Legislazione e Giurisprudenza, Beni, diritti reali -  Mazzon Riccardo - 2017-02-02

Condominio: lo spazio aereo sopra l'edificio e le pertinenze - Riccardo Mazzon

Il proprietario dell'ultimo piano dell'edificio condominiale, che costruisce uno o più piani in aggiunta a quelli preesistenti, è tenuto a corrispondere ai proprietari degli altri piani l'indennità prevista dal comma 4 dell'art. 1127 c.c.

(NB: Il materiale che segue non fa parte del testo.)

use log::{trace, warn};
use miette::SourceSpan;

use crate::error::{CalcError, Outcome};
use crate::expr::Expression;

/// A binary operator between two operands. The `Negated*` forms negate the
/// right operand first; they come from a trailing `-` such as `*-`.
#[derive(Debug, Clone, Copy, PartialEq, Eq)]
pub enum Operator {
    Power,
    NegatedPower,
    Multiply,
    NegatedMultiply,
    Divide,
    NegatedDivide,
    Add,
    Subtract,
}

#[derive(Debug, Clone, Copy, PartialEq, Eq)]
enum Tier {
    Power,
    Product,
    Sum,
}

impl Operator {
    fn from_char(c: char) -> Option<Self> {
        match c {
            '^' => Some(Operator::Power),
            '*' => Some(Operator::Multiply),
            '/' => Some(Operator::Divide),
            '+' => Some(Operator::Add),
            '-' => Some(Operator::Subtract),
            _ => None,
        }
    }

    /// What one more `-` turns this operator into.
    fn toggled(self) -> Self {
        match self {
            Operator::Power => Operator::NegatedPower,
            Operator::NegatedPower => Operator::Power,
            Operator::Multiply => Operator::NegatedMultiply,
            Operator::NegatedMultiply => Operator::Multiply,
            Operator::Divide => Operator::NegatedDivide,
            Operator::NegatedDivide => Operator::Divide,
            Operator::Add => Operator::Subtract,
            Operator::Subtract => Operator::Add,
        }
    }

    fn tier(self) -> Tier {
        match self {
            Operator::Power | Operator::NegatedPower => Tier::Power,
            Operator::Multiply
            | Operator::NegatedMultiply
            | Operator::Divide
            | Operator::NegatedDivide => Tier::Product,
            Operator::Add | Operator::Subtract => Tier::Sum,
        }
    }
}

impl std::fmt::Display for Operator {
    fn fmt(&self, f: &mut std::fmt::Formatter<'_>) -> std::fmt::Result {
        write!(
            f,
            "{}",
            match self {
                Operator::Power => "^",
                Operator::NegatedPower => "^-",
                Operator::Multiply => "*",
                Operator::NegatedMultiply => "*-",
                Operator::Divide => "/",
                Operator::NegatedDivide => "/-",
                Operator::Add => "+",
                Operator::Subtract => "-",
            }
        )
    }
}

/// Classifies the text between two operands.
///
/// `offset` is where `text` starts in the line and `leading` marks the slot
/// before the first operand, where blank text means "no operator" instead of
/// implicit multiplication.
pub fn resolve_operator(text: &str, offset: usize, leading: bool) -> Outcome<Option<Operator>> {
    let invalid = || {
        let start = offset + (text.len() - text.trim_start().len());
        CalcError::InvalidOperator {
            text: text.trim().to_string(),
            span: SourceSpan::from((start, text.trim().len())),
        }
    };

    let mut found: Option<Operator> = None;
    for c in text.chars().filter(|c| !c.is_whitespace()) {
        found = match found {
            None => Some(Operator::from_char(c).ok_or_else(invalid)?),
            Some(op) if c == '-' => Some(op.toggled()),
            Some(_) => return Err(invalid()),
        };
    }

    if found.is_none() && !leading {
        return Ok(Some(Operator::Multiply));
    }
    Ok(found)
}

/// One operand and the operator that precedes it.
#[derive(Debug)]
pub struct Term {
    pub operator: Option<Operator>,
    pub operand: Outcome<Expression>,
}

/// Folds terms into a single expression: powers, then products and
/// quotients, then the leading sign, then sums and differences. Each pass
/// runs left to right, so every level is left-associative.
///
/// Returns `None` when there are no terms at all.
pub fn reduce(terms: Vec<Term>) -> Option<Outcome<Expression>> {
    let terms = collapse(terms, Tier::Power);
    let mut terms = collapse(terms, Tier::Product).into_iter();

    let first = terms.next()?;
    let first = Term {
        operator: None,
        operand: apply_leading_sign(first),
    };
    let terms: Vec<Term> = std::iter::once(first).chain(terms).collect();

    collapse(terms, Tier::Sum)
        .into_iter()
        .next()
        .map(|term| term.operand)
}

fn apply_leading_sign(term: Term) -> Outcome<Expression> {
    match term.operator {
        None => term.operand,
        Some(Operator::Subtract) => term.operand.map(Expression::negate),
        Some(op) => {
            warn!("ignoring operator \"{op}\" preceding expression");
            term.operand
        }
    }
}

fn collapse(terms: Vec<Term>, tier: Tier) -> Vec<Term> {
    let mut out: Vec<Term> = Vec::with_capacity(terms.len());
    for term in terms {
        match (term.operator, out.pop()) {
            (Some(op), Some(prev)) if op.tier() == tier => {
                trace!("folding {op} at {tier:?} tier");
                out.push(Term {
                    operator: prev.operator,
                    operand: combine(op, prev.operand, term.operand),
                });
            }
            (_, prev) => {
                out.extend(prev);
                out.push(term);
            }
        }
    }
    out
}

/// The leftmost failure wins.
fn combine(op: Operator, lhs: Outcome<Expression>, rhs: Outcome<Expression>) -> Outcome<Expression> {
    let lhs = lhs?;
    let rhs = rhs?;
    Ok(match op {
        Operator::Power => Expression::power(lhs, rhs),
        Operator::NegatedPower => Expression::power(lhs, Expression::negate(rhs)),
        Operator::Multiply => Expression::product(lhs, rhs),
        Operator::NegatedMultiply => Expression::product(lhs, Expression::negate(rhs)),
        Operator::Divide => Expression::quotient(lhs, rhs),
        Operator::NegatedDivide => Expression::quotient(lhs, Expression::negate(rhs)),
        Operator::Add => Expression::sum(lhs, rhs),
        Operator::Subtract => Expression::difference(lhs, rhs),
    })
}

#[cfg(test)]
mod tests {
    use super::*;
    use crate::number::Number;
    use pretty_assertions::assert_eq;

    fn int(n: i64) -> Expression {
        Expression::constant(Number::integer(n))
    }

    fn terms(first: Option<Operator>, rest: &[(Operator, i64)], head: i64) -> Vec<Term> {
        let mut out = vec![Term {
            operator: first,
            operand: Ok(int(head)),
        }];
        out.extend(rest.iter().map(|&(op, n)| Term {
            operator: Some(op),
            operand: Ok(int(n)),
        }));
        out
    }

    #[test]
    fn test_resolve_plain_operators() {
        assert_eq!(resolve_operator("^", 0, false), Ok(Some(Operator::Power)));
        assert_eq!(resolve_operator(" * ", 0, false), Ok(Some(Operator::Multiply)));
        assert_eq!(resolve_operator("/", 0, false), Ok(Some(Operator::Divide)));
        assert_eq!(resolve_operator("+", 0, false), Ok(Some(Operator::Add)));
        assert_eq!(resolve_operator("-", 0, false), Ok(Some(Operator::Subtract)));
    }

    #[test]
    fn test_resolve_blank_text() {
        assert_eq!(resolve_operator("", 0, true), Ok(None));
        assert_eq!(resolve_operator("  ", 0, true), Ok(None));
        assert_eq!(resolve_operator("", 3, false), Ok(Some(Operator::Multiply)));
        assert_eq!(resolve_operator(" ", 3, false), Ok(Some(Operator::Multiply)));
    }

    #[test]
    fn test_resolve_toggles_with_minus() {
        assert_eq!(resolve_operator("*-", 0, false), Ok(Some(Operator::NegatedMultiply)));
        assert_eq!(resolve_operator("*--", 0, false), Ok(Some(Operator::Multiply)));
        assert_eq!(resolve_operator("^ -", 0, false), Ok(Some(Operator::NegatedPower)));
        assert_eq!(resolve_operator("/-", 0, false), Ok(Some(Operator::NegatedDivide)));
        assert_eq!(resolve_operator("--", 0, false), Ok(Some(Operator::Add)));
        assert_eq!(resolve_operator("+-", 0, false), Ok(Some(Operator::Subtract)));
    }

    #[test]
    fn test_resolve_rejects_other_characters() {
        assert_eq!(
            resolve_operator(" $ ", 4, false),
            Err(CalcError::InvalidOperator {
                text: "$".to_string(),
                span: SourceSpan::from((5, 1)),
            })
        );
        assert!(matches!(
            resolve_operator("*+", 0, false),
            Err(CalcError::InvalidOperator { .. })
        ));
    }

    #[test]
    fn test_reduce_empty() {
        assert!(reduce(vec![]).is_none());
    }

    #[test]
    fn test_reduce_power_is_left_associative() {
        let expr = reduce(terms(None, &[(Operator::Power, 3), (Operator::Power, 2)], 2))
            .unwrap()
            .unwrap();
        assert_eq!(expr, Expression::power(Expression::power(int(2), int(3)), int(2)));
        assert_eq!(expr.value(), Ok(Number::integer(64)));
    }

    #[test]
    fn test_reduce_precedence_tiers() {
        // 1 + 2 * 3 ^ 2
        let expr = reduce(terms(
            None,
            &[(Operator::Add, 2), (Operator::Multiply, 3), (Operator::Power, 2)],
            1,
        ))
        .unwrap()
        .unwrap();
        assert_eq!(expr.value(), Ok(Number::integer(19)));
        assert_eq!(expr.description(), "1+2*3^2");
    }

    #[test]
    fn test_reduce_negated_variants() {
        let expr = reduce(terms(None, &[(Operator::NegatedMultiply, 3)], 2))
            .unwrap()
            .unwrap();
        assert_eq!(expr, Expression::product(int(2), Expression::negate(int(3))));
        assert_eq!(expr.value(), Ok(Number::integer(-6)));
    }

    #[test]
    fn test_reduce_leading_minus_applies_after_products() {
        // -2^2 * 3 + 1
        let expr = reduce(terms(
            Some(Operator::Subtract),
            &[(Operator::Power, 2), (Operator::Multiply, 3), (Operator::Add, 1)],
            2,
        ))
        .unwrap()
        .unwrap();
        assert_eq!(expr.value(), Ok(Number::integer(-11)));
    }

    #[test]
    fn test_reduce_ignores_other_leading_operators() {
        let expr = reduce(terms(Some(Operator::Multiply), &[(Operator::Add, 1)], 2))
            .unwrap()
            .unwrap();
        assert_eq!(expr.value(), Ok(Number::integer(3)));
    }

    #[test]
    fn test_reduce_keeps_leftmost_failure() {
        let items = vec![
            Term {
                operator: None,
                operand: Ok(int(1)),
            },
            Term {
                operator: Some(Operator::Add),
                operand: Err(CalcError::DivisionByZero),
            },
            Term {
                operator: Some(Operator::Multiply),
                operand: Err(CalcError::Overflow),
            },
        ];
        assert_eq!(reduce(items), Some(Err(CalcError::DivisionByZero)));
    }
}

Poiché lo spazio aereo non costituisce un bene giuridico suscettibile di autonomo diritto di proprietà, un titolo che riservi all"originario unico proprietario dell"immobile la "proprietà" di "tutta l"area soprastante al quarto piano del fabbricato", non è di per sé idoneo ad escludere l'obbligo di pagamento dell'indennità di sopraelevazione, prevista dall'art. 1127 c.c., che intende compensare, sia pure parzialmente, gli altri condomini dell'aumento del diritto sulle parti comuni connesso alla sopraelevazione; né tale titolo può essere ritenuto attributivo di un diritto di superficie al predetto proprietario, perché il diritto di sopraelevare sorge, per legge, a favore del proprietario dell"ultimo piano contemporaneamente alla costituzione del condominio, potendosi, quindi, attribuire, a tale titolo, soltanto la più limitata efficacia, ex art. 1124 c.c., di

"rinuncia dell"acquirente alla futura ed eventuale indennità di sopraelevazione che, tuttavia, non avendo efficacia reale, non impegna neanche gli aventi causa a titolo particolare dagli originari stipulanti" (Trib. Salerno, sez. I, 17 aprile 2008, www.dejure.it, 2008).

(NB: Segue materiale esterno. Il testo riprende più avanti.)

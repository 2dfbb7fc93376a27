use miette::{Diagnostic, SourceSpan};
use thiserror::Error;

/// Everything that can keep a line from producing a value.
///
/// Parse-time variants carry a span into the input line; attach the line with
/// [`miette::Report::with_source_code`] to render it.
#[derive(Diagnostic, Debug, Clone, PartialEq, Error)]
pub enum CalcError {
    #[error("invalid operator: \"{text}\"")]
    #[diagnostic(help("operators start with one of ^ * / + - and may be followed by - only"))]
    InvalidOperator {
        text: String,
        #[label("this operator")]
        span: SourceSpan,
    },

    #[error("expected an operand")]
    InvalidOperand {
        #[label("nothing to apply this to")]
        span: Option<SourceSpan>,
    },

    #[error("unknown expression: {name}")]
    UnknownReference {
        name: String,
        #[label("not found")]
        span: Option<SourceSpan>,
    },

    #[error("a reference to an expression can't contain more than one \".\": {name}")]
    MalformedNamespaceReference {
        name: String,
        #[label("this reference")]
        span: SourceSpan,
    },

    #[error("empty parenthesis")]
    #[diagnostic(help("type something between the parentheses"))]
    EmptyParenthesisBody {
        #[label("nothing in here")]
        span: SourceSpan,
    },

    #[error("unclosed parenthesis")]
    UnclosedParenthesis {
        #[label("opened here")]
        span: SourceSpan,
    },

    #[error("numeric literal out of range: {literal}")]
    NumericLiteralOutOfRange {
        literal: String,
        #[label("this numeric literal")]
        span: SourceSpan,
    },

    #[error("can't assign to \"{target}\"")]
    #[diagnostic(help("assign to a name such as `x` or `u.x`"))]
    InvalidAssignmentTarget {
        target: String,
        #[label("not a variable name")]
        span: SourceSpan,
    },

    #[error("division by zero")]
    DivisionByZero,

    #[error("arithmetic overflow")]
    Overflow,

    #[error("{operation} has no real result")]
    Undefined { operation: &'static str },

    #[error("unbound variable: {name}")]
    UnboundVariable { name: String },
}

/// The outcome of building or evaluating anything in the calculator.
pub type Outcome<T> = Result<T, CalcError>;
use std::collections::BTreeMap;

use miette::SourceSpan;

use crate::error::{CalcError, Outcome};
use crate::expr::{Expression, LogBase};
use crate::number::Number;

#[derive(Debug, Clone, Copy, PartialEq, Eq, Hash)]
pub enum Namespace {
    Mathematics,
    Chemistry,
    Physics,
    UserVariables,
    Functions,
}

impl Namespace {
    /// The namespace named by the part before the `.` of a reference.
    pub fn from_prefix(prefix: &str) -> Option<Self> {
        match prefix {
            "u" => Some(Namespace::UserVariables),
            "m" => Some(Namespace::Mathematics),
            "c" => Some(Namespace::Chemistry),
            "p" => Some(Namespace::Physics),
            _ => None,
        }
    }

    pub fn prefix(self) -> &'static str {
        match self {
            Namespace::UserVariables => "u",
            Namespace::Mathematics => "m",
            Namespace::Chemistry => "c",
            Namespace::Physics => "p",
            Namespace::Functions => "",
        }
    }
}

/// The named tables a line is parsed against.
///
/// The calculator core only reads from it. The driver owns it and is the only
/// place that assigns user variables, between lines.
#[derive(Debug, Clone, PartialEq)]
pub struct Environment {
    mathematics: BTreeMap<String, Expression>,
    chemistry: BTreeMap<String, Expression>,
    physics: BTreeMap<String, Expression>,
    user_variables: BTreeMap<String, Expression>,
    functions: BTreeMap<String, Expression>,
    selected: Namespace,
}

impl Default for Environment {
    fn default() -> Self {
        Self::new()
    }
}

impl Environment {
    /// An environment holding the built-in constants and functions.
    pub fn new() -> Self {
        let mut env = Self::empty();

        let ln = Expression::logarithm(LogBase::Natural, Expression::free_variable("a"));
        let lg = Expression::logarithm(LogBase::Decimal, Expression::free_variable("a"));
        env.functions.insert("ln".into(), ln);
        env.functions.insert("lg".into(), lg);

        let constant = |value, figures| Expression::constant(Number::measured(value, figures));
        define_aliased(&mut env.chemistry, &["R", "r"], constant(8.3144, 5));
        define_aliased(&mut env.chemistry, &["F", "f"], constant(96485.33, 7));
        define_aliased(&mut env.physics, &["C", "c"], constant(299792458.0, 9));
        define_aliased(&mut env.physics, &["G", "g"], constant(9.80665, 6));
        env.mathematics.insert("pi".into(), constant(std::f64::consts::PI, 15));
        env.mathematics.insert("e".into(), constant(std::f64::consts::E, 15));

        env
    }

    /// No constants, no functions, no variables.
    pub fn empty() -> Self {
        Self {
            mathematics: BTreeMap::new(),
            chemistry: BTreeMap::new(),
            physics: BTreeMap::new(),
            user_variables: BTreeMap::new(),
            functions: BTreeMap::new(),
            selected: Namespace::UserVariables,
        }
    }

    /// Splits a reference into namespace and key.
    ///
    /// `name` without a dot refers to the function table, `.name` to the
    /// selected namespace and `p.name` to the namespace with prefix `p`.
    pub fn resolve(&self, dotted: &str, span: SourceSpan) -> Outcome<(Namespace, String)> {
        let fields: Vec<&str> = dotted.trim().split('.').collect();
        match fields.as_slice() {
            [key] => Ok((Namespace::Functions, key.to_string())),
            [prefix, key] => {
                let namespace = if prefix.is_empty() {
                    self.selected
                } else {
                    Namespace::from_prefix(prefix).ok_or_else(|| CalcError::UnknownReference {
                        name: prefix.to_string(),
                        span: Some(span),
                    })?
                };
                Ok((namespace, key.to_string()))
            }
            _ => Err(CalcError::MalformedNamespaceReference {
                name: dotted.to_string(),
                span,
            }),
        }
    }

    pub fn lookup(&self, namespace: Namespace, key: &str) -> Option<&Expression> {
        self.table(namespace).get(key)
    }

    /// Stores `value` as the user variable `key`, replacing any previous one.
    pub fn assign(&mut self, key: impl Into<String>, value: Expression) {
        self.user_variables.insert(key.into(), value);
    }

    /// Entries of `namespace` in key order.
    pub fn entries(&self, namespace: Namespace) -> impl Iterator<Item = (&String, &Expression)> {
        self.table(namespace).iter()
    }

    fn table(&self, namespace: Namespace) -> &BTreeMap<String, Expression> {
        match namespace {
            Namespace::Mathematics => &self.mathematics,
            Namespace::Chemistry => &self.chemistry,
            Namespace::Physics => &self.physics,
            Namespace::UserVariables => &self.user_variables,
            Namespace::Functions => &self.functions,
        }
    }
}

fn define_aliased(table: &mut BTreeMap<String, Expression>, names: &[&str], value: Expression) {
    for name in names {
        table.insert(name.to_string(), value.clone());
    }
}

impl std::fmt::Display for Namespace {
    fn fmt(&self, f: &mut std::fmt::Formatter<'_>) -> std::fmt::Result {
        match self {
            Namespace::Functions => write!(f, "<functions>"),
            _ => write!(f, "{}.", self.prefix()),
        }
    }
}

Contra, nel senso che in tema di condominio di edifici, qualora colui che sopraeleva sia per titolo proprietario esclusivo non solo dell'ultimo piano o del lastrico solare, ma anche della colonna d'aria soprastante, non è concepibile un indennizzo per la utilizzazione di un bene che è proprio di chi lo usa a suo vantaggio mediante la sopraelevazione e che, per essergli stato attribuito in proprietà esclusiva di fronte agli altri condomini dell'edificio,

"non ammette possibilità di sfruttamento da parte di costoro": (Cass., sez. II, 14 ottobre 1988, n. 5556, GCM, 1988, 10).

Diversa (e possibile: cfr., amplius, il capitolo dodicesimo del volume "La responsabilità nel condominio dopo la riforma", Riccardo Mazzon, 2013) l'ipotesi, ovviamente, della cessione del diritto reale di superficie, nel senso che la vendita, da parte del proprietario dell'ultimo piano di edificio condominiale ad un terzo, dell'"area fabbricabile al di sopra del culmine massimo del tetto", comportando l'acquisto di un diritto reale su uno strato di aria avulso, con soluzione di continuità, dall'immobile sottostante, configura un

"diritto reale su cosa altrui e precisamente un diritto di superficie" (Cass., sez. II, 20 giugno 1983, n. 4220, GCM, 1983, 6).